::: Provided records

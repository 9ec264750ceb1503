//! Circular always-on-top magnifier lens.
//!
//! Everything except [`platform`] is pure: events go through
//! [`dispatch::dispatch`] and come back as [`messages::Effect`]s, which
//! [`runtime::MagnifierRuntime`] hands to a [`backend::Backend`].

pub mod backend;
pub mod dispatch;
pub mod geometry;
pub mod input;
pub mod messages;
pub mod platform;
pub mod region;
pub mod runtime;
pub mod source;
pub mod state;

pub use dispatch::dispatch;
pub use geometry::{MagnifierState, ScreenMetrics, ScreenPoint, ScreenRect};
pub use messages::{Effect, MagnifierEvent};
pub use runtime::MagnifierRuntime;
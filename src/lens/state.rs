#[derive(Debug, Clone, Copy, PartialEq, Eq)]
pub enum Lifecycle {
    Idle,
    Starting,
    Running,
    Stopping,
    Stopped,
}

impl Lifecycle {
    pub fn is_running(self) -> bool {
        matches!(self, Self::Running)
    }
}

pub fn can_transition(from: Lifecycle, to: Lifecycle) -> bool {
    matches!(
        (from, to),
        (Lifecycle::Idle, Lifecycle::Starting)
            | (Lifecycle::Starting, Lifecycle::Running)
            | (Lifecycle::Starting, Lifecycle::Stopped)
            | (Lifecycle::Running, Lifecycle::Stopping)
            | (Lifecycle::Stopping, Lifecycle::Stopped)
    ) || from == to
}
#[derive(Debug, Clone, Copy, PartialEq, Eq)]
pub enum KeyCode {
    Escape,
    /// `+` on the main keyboard or the numpad.
    Plus,
    /// `-` on the main keyboard or the numpad.
    Minus,
    /// `0` on the main keyboard or the numpad.
    Zero,
    C,
    B,
    F,
    Other,
}

#[derive(Debug, Clone, Copy, PartialEq, Eq, Default)]
pub struct KeyModifiers {
    pub ctrl: bool,
    pub shift: bool,
    pub alt: bool,
}

#[derive(Debug, Clone, Copy, PartialEq, Eq)]
pub struct KeyEvent {
    pub key: KeyCode,
    pub modifiers: KeyModifiers,
}

impl KeyEvent {
    pub fn plain(key: KeyCode) -> Self {
        Self {
            key,
            modifiers: KeyModifiers::default(),
        }
    }

    pub fn shifted(key: KeyCode) -> Self {
        Self {
            key,
            modifiers: KeyModifiers {
                shift: true,
                ..KeyModifiers::default()
            },
        }
    }
}

#[derive(Debug, Clone, Copy, PartialEq, Eq)]
pub enum MouseEvent {
    LeftDown,
    LeftDoubleClick,
    RightDoubleClick,
    MiddleClick,
}

#[derive(Debug, Clone, Copy, PartialEq, Eq)]
pub enum Command {
    Exit,
    ZoomIn,
    ZoomOut,
    ResetZoom,
    Enlarge,
    Shrink,
    ResetDiameter,
    ToggleCursor,
    ToggleBorder,
    ToggleFollow,
    BeginDrag,
    ToggleMinimized,
}

const VK_ESCAPE: u32 = 0x1B;
const VK_0: u32 = 0x30;
const VK_B: u32 = 0x42;
const VK_C: u32 = 0x43;
const VK_F: u32 = 0x46;
const VK_NUMPAD0: u32 = 0x60;
const VK_ADD: u32 = 0x6B;
const VK_SUBTRACT: u32 = 0x6D;
const VK_OEM_PLUS: u32 = 0xBB;
const VK_OEM_MINUS: u32 = 0xBD;

/// Folds numpad and main-keyboard variants of the same key together.
pub fn key_code_from_virtual_key(vk: u32) -> KeyCode {
    match vk {
        VK_ESCAPE => KeyCode::Escape,
        VK_OEM_PLUS | VK_ADD => KeyCode::Plus,
        VK_OEM_MINUS | VK_SUBTRACT => KeyCode::Minus,
        VK_0 | VK_NUMPAD0 => KeyCode::Zero,
        VK_C => KeyCode::C,
        VK_B => KeyCode::B,
        VK_F => KeyCode::F,
        _ => KeyCode::Other,
    }
}

pub fn map_key_event_to_command(event: KeyEvent) -> Option<Command> {
    let zoom_chord = event.modifiers.shift;
    match (event.key, zoom_chord) {
        (KeyCode::Escape, _) => Some(Command::Exit),
        (KeyCode::Plus, true) => Some(Command::ZoomIn),
        (KeyCode::Plus, false) => Some(Command::Enlarge),
        (KeyCode::Minus, true) => Some(Command::ZoomOut),
        (KeyCode::Minus, false) => Some(Command::Shrink),
        (KeyCode::Zero, true) => Some(Command::ResetZoom),
        (KeyCode::Zero, false) => Some(Command::ResetDiameter),
        (KeyCode::C, _) => Some(Command::ToggleCursor),
        (KeyCode::B, _) => Some(Command::ToggleBorder),
        (KeyCode::F, _) => Some(Command::ToggleFollow),
        (KeyCode::Other, _) => None,
    }
}

pub fn map_mouse_event_to_command(event: MouseEvent) -> Command {
    match event {
        MouseEvent::LeftDown => Command::BeginDrag,
        MouseEvent::LeftDoubleClick => Command::ToggleCursor,
        MouseEvent::RightDoubleClick => Command::Exit,
        MouseEvent::MiddleClick => Command::ToggleFollow,
    }
}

::::::

> Your assignment
Look through the entries and return each line that has the word "MiddleClick" in it.

> Answer box
    MiddleClick,
        MouseEvent::MiddleClick => Command::ToggleFollow,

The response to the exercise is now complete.